DIRECTIONS FOR THIS TASK:
Scan the entries below for lines holding "clear". Give the number of such lines alone.

STORED DATA:
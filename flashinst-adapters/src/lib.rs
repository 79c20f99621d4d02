//! NOR flash adapters with hexagonal architecture.
//!
//! This crate turns a region of any `embedded-storage` NOR flash into a
//! seekable byte stream a FAT filesystem can be mounted on.
//!
//! # Architecture
//!
//! ## Domain Layer (`domain`)
//! - **Value Objects**: `SectorNumber`
//! - **Entities**: `Sector` with `SectorState`
//! - **Ports**: `SectorStorage`
//!
//! ## Adapter Layer (`adapters`)
//! - **`NorFlashAdapter`**: implements `SectorStorage` for a flash region
//! - **`MemoryFlash`**: RAM-backed NOR flash (requires `std`)
//!
//! ## Infrastructure Layer (`infrastructure`)
//! - **`FlashStream`**: `std::io::{Read, Write, Seek}` over the port
//!   (requires `std`)
//!
//! # Quick Start
//!
//! ```ignore
//! use flashinst_adapters::{FlashStream, NorFlashAdapter, NorFlashConfig};
//!
//! let adapter = NorFlashAdapter::new(esp_flash, NorFlashConfig::default_4mb())?;
//! let stream = FlashStream::new(adapter);
//! let fs = fatfs::FileSystem::new(stream, fatfs::FsOptions::new())?;
//! ```
//!
//! # Features
//!
//! - `std` (default): `FlashStream` and `MemoryFlash`
//! - `log` (default): trace logging of erases

#![cfg_attr(not(any(test, feature = "std")), no_std)]
#![warn(missing_docs)]

#[macro_use]
mod macros;

// Core layers
pub mod adapters;
pub mod domain;
pub mod infrastructure;

pub use domain::{SECTOR_SIZE, Sector, SectorBuf, SectorNumber, SectorState, SectorStorage};

pub use adapters::{
    AdapterError, FlashOp, NOR_FLASH_BLOCK_SIZE, NorFlashAdapter, NorFlashConfig, NorFlashError,
};

#[cfg(feature = "std")]
pub use adapters::{MemoryFlash, MemoryFlashError};

#[cfg(feature = "std")]
pub use infrastructure::{FlashStream, StreamError};

// Re-export embedded_storage for convenience
pub use embedded_storage;
//! Adapter layer - concrete flash implementations of the domain's port.
//!
//! - **`NorFlashAdapter`**: implements `SectorStorage` for a region of any
//!   `embedded-storage` NOR flash
//! - **`MemoryFlash`**: RAM-backed NOR flash for tests and host tools
//!   (requires `std`)

mod error;
mod nor_flash_adapter;

#[cfg(feature = "std")]
mod memory_flash;

pub use error::AdapterError;
pub use nor_flash_adapter::{
    FlashOp, NOR_FLASH_BLOCK_SIZE, NorFlashAdapter, NorFlashConfig, NorFlashError,
};

#[cfg(feature = "std")]
pub use memory_flash::{MemoryFlash, MemoryFlashError};
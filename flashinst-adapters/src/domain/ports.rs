//! SectorStorage port - secondary (driven) port for sector-level flash I/O.
//!
//! The streaming layer depends on this abstraction; [`NorFlashAdapter`]
//! implements it for any `embedded-storage` NOR flash.
//!
//! [`NorFlashAdapter`]: crate::adapters::NorFlashAdapter

use core::fmt;
use core::ops::Range;

use super::{SectorBuf, SectorNumber};

/// Port for sector-level NOR flash operations.
///
/// Unlike a block device, NOR flash cannot overwrite bytes: a write can only
/// clear bits, and setting them again requires erasing the whole sector. The
/// port exposes both operations so callers can avoid needless erases.
pub trait SectorStorage {
    /// The error type for storage operations.
    type Error: fmt::Debug + fmt::Display;

    /// Number of sectors in the region.
    fn sector_count(&self) -> u32;

    /// Read a whole sector.
    fn read_sector(&mut self, sector: SectorNumber, buf: &mut SectorBuf) -> Result<(), Self::Error>;

    /// Program `range` of `data` into the sector without erasing.
    ///
    /// Every byte in the range must only clear bits relative to the stored
    /// contents. Implementations may widen the range to the device's write
    /// granularity; bytes outside `range` must then already hold the stored
    /// values in `data`.
    fn program(
        &mut self,
        sector: SectorNumber,
        data: &SectorBuf,
        range: Range<usize>,
    ) -> Result<(), Self::Error>;

    /// Erase the sector and write `data` to it.
    fn erase_and_write(&mut self, sector: SectorNumber, data: &SectorBuf) -> Result<(), Self::Error>;

    /// Flush anything buffered by the driver. The default is a no-op.
    fn sync(&mut self) -> Result<(), Self::Error> {
        Ok(())
    }

    /// Total size of the region in bytes.
    fn capacity(&self) -> u64 {
        u64::from(self.sector_count()) * super::SECTOR_SIZE as u64
    }
}

impl<T: SectorStorage + ?Sized> SectorStorage for &mut T {
    type Error = T::Error;

    fn sector_count(&self) -> u32 {
        T::sector_count(self)
    }

    fn read_sector(&mut self, sector: SectorNumber, buf: &mut SectorBuf) -> Result<(), Self::Error> {
        T::read_sector(self, sector, buf)
    }

    fn program(
        &mut self,
        sector: SectorNumber,
        data: &SectorBuf,
        range: Range<usize>,
    ) -> Result<(), Self::Error> {
        T::program(self, sector, data, range)
    }

    fn erase_and_write(&mut self, sector: SectorNumber, data: &SectorBuf) -> Result<(), Self::Error> {
        T::erase_and_write(self, sector, data)
    }

    fn sync(&mut self) -> Result<(), Self::Error> {
        T::sync(self)
    }
}
//! Device startup: storage first, then the game.

use fatfs::ReadWriteSeek;

use crate::diagnostics::DiagnosticSink;
use crate::installer::{FlashContentInstaller, Startup};
use crate::payload::Payload;

/// Hooks the firmware calls into the game.
pub trait ArcadeGame {
    /// Runs once after storage setup.
    fn setup(&mut self);

    /// Runs once per main loop iteration.
    fn frame(&mut self);
}

/// Runs storage setup, then [`ArcadeGame::setup`].
///
/// The game is started whether or not the install succeeded; the failure has
/// already been reported by the installer and is available in the result.
pub fn startup<D, S, G>(
    installer: &mut FlashContentInstaller<S>,
    device: D,
    payload: &Payload<'_>,
    game: &mut G,
) -> Startup<D>
where
    D: ReadWriteSeek,
    S: DiagnosticSink,
    G: ArcadeGame + ?Sized,
{
    let startup = installer.setup(device, payload);
    game.setup();
    startup
}

/// Drives `frames` iterations of the main loop.
pub fn run_frames<G: ArcadeGame + ?Sized>(game: &mut G, frames: usize) {
    for _ in 0..frames {
        game.frame();
    }
}

#[cfg(test)]
mod tests {
    use super::*;
    use crate::volume::MountOptions;
    use std::io::Cursor;

    #[derive(Default)]
    struct Counter {
        setups: usize,
        frames: usize,
    }

    impl ArcadeGame for Counter {
        fn setup(&mut self) {
            self.setups += 1;
        }

        fn frame(&mut self) {
            self.frames += 1;
        }
    }

    #[test]
    fn test_game_runs_after_storage_failure() {
        let mut lines = Vec::new();
        let mut installer = FlashContentInstaller::with_sink(
            MountOptions::new().format_on_mount_failure(false),
            &mut lines,
        );
        let mut game = Counter::default();

        let started = startup(
            &mut installer,
            Cursor::new(vec![0xFF; 128 * 1024]),
            &Payload::game_js(),
            &mut game,
        );
        run_frames(&mut game, 3);

        assert!(started.volume.is_none());
        assert!(!started.outcome.is_installed());
        assert_eq!((game.setups, game.frames), (1, 3));
        drop(installer);
        assert_eq!(lines.len(), 1);
    }

    #[test]
    fn test_startup_installs_bundled_script() {
        let mut installer = FlashContentInstaller::with_sink(MountOptions::new(), Vec::new());
        let mut game = Counter::default();
        let started = startup(
            &mut installer,
            Cursor::new(vec![0xFF; 256 * 1024]),
            &Payload::game_js(),
            &mut game,
        );

        let volume = started.volume.unwrap();
        assert_eq!(volume.read_file("/game.js").unwrap(), crate::GAME_JS);
        assert_eq!(game.setups, 1);
        assert!(installer.sink().is_empty());
    }
}
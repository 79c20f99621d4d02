//! Flash partition images on the host.
//!
//! An image is a raw dump of the flash region the firmware mounts. It is
//! loaded into a [`MemoryFlash`] so commands run the exact code path the
//! device runs, then written back if anything was programmed or erased.

use std::fs;
use std::path::{Path, PathBuf};

use anyhow::{Context, Result};
use flashinst::{FlashDevice, flash_device};
use flashinst_adapters::{MemoryFlash, NorFlashConfig, SECTOR_SIZE};

/// Largest image accepted: a whole 16MB part.
pub const MAX_PAGES: u32 = 4096;

/// A flash image loaded from (or destined for) a host file.
pub struct FlashImage {
    path: PathBuf,
    flash: MemoryFlash,
    created: bool,
}

impl FlashImage {
    /// Loads an existing image.
    pub fn open(path: &Path) -> Result<Self> {
        let bytes =
            fs::read(path).with_context(|| format!("Failed to read image {}", path.display()))?;
        let flash = MemoryFlash::from_image(bytes)
            .with_context(|| format!("Invalid flash image {}", path.display()))?;
        log::debug!("Loaded {} ({} bytes)", path.display(), flash.image().len());
        Ok(Self {
            path: path.to_path_buf(),
            flash,
            created: false,
        })
    }

    /// An erased image of `pages` 4KB sectors, not yet on disk.
    pub fn create(path: &Path, pages: u32) -> Result<Self> {
        if pages == 0 {
            anyhow::bail!("An image needs at least one page");
        }
        if pages > MAX_PAGES {
            anyhow::bail!("{} pages exceed the {} page maximum", pages, MAX_PAGES);
        }
        Ok(Self {
            path: path.to_path_buf(),
            flash: MemoryFlash::new(pages as usize * SECTOR_SIZE),
            created: true,
        })
    }

    /// Loads `path`, or starts an erased image of `pages` sectors when it
    /// does not exist.
    pub fn open_or_create(path: &Path, pages: u32) -> Result<Self> {
        if path.exists() {
            Self::open(path)
        } else {
            log::info!("{} not found, starting from erased flash", path.display());
            Self::create(path, pages)
        }
    }

    /// Host file backing this image.
    pub fn path(&self) -> &Path {
        &self.path
    }

    /// Image size in bytes.
    pub fn len(&self) -> usize {
        self.flash.image().len()
    }

    /// Whether the image holds no sectors.
    pub fn is_empty(&self) -> bool {
        self.len() == 0
    }

    /// The whole image as a device a volume can be mounted on.
    pub fn device(&mut self) -> Result<FlashDevice<&mut MemoryFlash>> {
        let config = NorFlashConfig::whole(self.flash.image().len());
        flash_device(&mut self.flash, config).context("Flash image geometry")
    }

    /// Whether the image has never been written to disk.
    pub fn is_new(&self) -> bool {
        self.created
    }

    /// Whether the host file is out of date.
    pub fn is_dirty(&self) -> bool {
        self.created || self.flash.erase_count() + self.flash.program_count() > 0
    }

    /// Writes the image back if it changed. Returns whether it was written.
    pub fn save(&mut self) -> Result<bool> {
        if !self.is_dirty() {
            log::debug!("{} unchanged", self.path.display());
            return Ok(false);
        }
        fs::write(&self.path, self.flash.image())
            .with_context(|| format!("Failed to write image {}", self.path.display()))?;
        self.flash.reset_counters();
        self.created = false;
        Ok(true)
    }
}

#[cfg(test)]
mod tests {
    use super::*;

    #[test]
    fn test_create_bounds_page_count() {
        let path = Path::new("flash.bin");
        assert!(FlashImage::create(path, 0).is_err());
        assert!(FlashImage::create(path, MAX_PAGES + 1).is_err());
        assert!(FlashImage::create(path, u32::MAX).is_err());

        let image = FlashImage::create(path, 4).unwrap();
        assert_eq!(image.len(), 4 * SECTOR_SIZE);
        assert!(image.is_new());
        assert!(image.is_dirty());
    }
}
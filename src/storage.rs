use std::path::PathBuf;

use anyhow::Context;
use serde::{Deserialize, Serialize};

use crate::{assets::store::normalize_rel_path, foundation::error::CarouselResult};

/// Where a finished slide ended up.
#[derive(Clone, Debug, PartialEq, Eq, Serialize, Deserialize)]
pub struct StoredObject {
    pub url: String,
    pub filename: String,
}

/// Destination for finished slide images and clips.
#[async_trait::async_trait]
pub trait ObjectStore: Send + Sync {
    async fn put(&self, filename: &str, bytes: Vec<u8>) -> CarouselResult<StoredObject>;
}

/// Writes objects into a directory served under `url_prefix`.
#[derive(Clone, Debug)]
pub struct LocalDirStore {
    root: PathBuf,
    url_prefix: String,
}

impl LocalDirStore {
    pub fn new(root: impl Into<PathBuf>, url_prefix: impl Into<String>) -> Self {
        Self {
            root: root.into(),
            url_prefix: url_prefix.into().trim_end_matches('/').to_string(),
        }
    }
}

#[async_trait::async_trait]
impl ObjectStore for LocalDirStore {
    #[tracing::instrument(level = "debug", skip(self, bytes), fields(len = bytes.len()))]
    async fn put(&self, filename: &str, bytes: Vec<u8>) -> CarouselResult<StoredObject> {
        let filename = normalize_rel_path(filename)?;
        let path = self.root.join(&filename);
        if let Some(parent) = path.parent() {
            tokio::fs::create_dir_all(parent)
                .await
                .with_context(|| format!("create output dir '{}'", parent.display()))?;
        }
        tokio::fs::write(&path, &bytes)
            .await
            .with_context(|| format!("write object '{}'", path.display()))?;
        Ok(StoredObject {
            url: format!("{}/{}", self.url_prefix, filename),
            filename,
        })
    }
}

/// `carousel_<brand>_<job>_s<n>_<suffix>.<ext>`
pub fn slide_filename(brand_id: &str, job_id: &str, slide_number: usize, ext: &str) -> String {
    let suffix = uuid::Uuid::new_v4().simple().to_string();
    format!(
        "carousel_{brand_id}_{job_id}_s{slide_number}_{}.{ext}",
        &suffix[..8]
    )
}

#[cfg(test)]
#[path = "../tests/unit/storage.rs"]
mod tests;
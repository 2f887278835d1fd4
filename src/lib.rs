//! Branded carousel slides: deterministic mockup rendering, AI generation adapters, and a
//! background batch orchestrator with pollable progress.
#![forbid(unsafe_code)]

pub mod assets;
pub mod config;
pub mod foundation;
pub mod generate;
pub mod jobs;
pub mod layout;
pub mod model;
pub mod render;
pub mod storage;

pub use assets::store::{AssetResolver, DirAssetResolver, InMemoryAssets};
pub use config::StudioConfig;
pub use foundation::core::{Point, Rect, Rgb8, Rgba8Premul, Vec2};
pub use foundation::error::{CarouselError, CarouselResult};
pub use generate::{GenerationProvider, ImageModel, ProviderRouter, TextModel, VideoModel};
pub use jobs::{
    InMemoryJobRegistry, JobRegistry, Orchestrator, OrchestratorOpts, PollOpts, SlideWorker,
    StudioWorker, poll_until_terminal,
};
pub use layout::canvas::{AspectRatio, CanvasSpec};
pub use model::{
    brand::Brand,
    job::{BatchRequest, JobStatus, JobTicket, RenderJob, SlideResult},
    outline::{ContentIdeas, OutlineSlide},
    slide::SlideSpec,
};
pub use render::{Rasterizer, Surface, Theme, render_mockup};
pub use storage::{LocalDirStore, ObjectStore, StoredObject};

RESPONSE:
2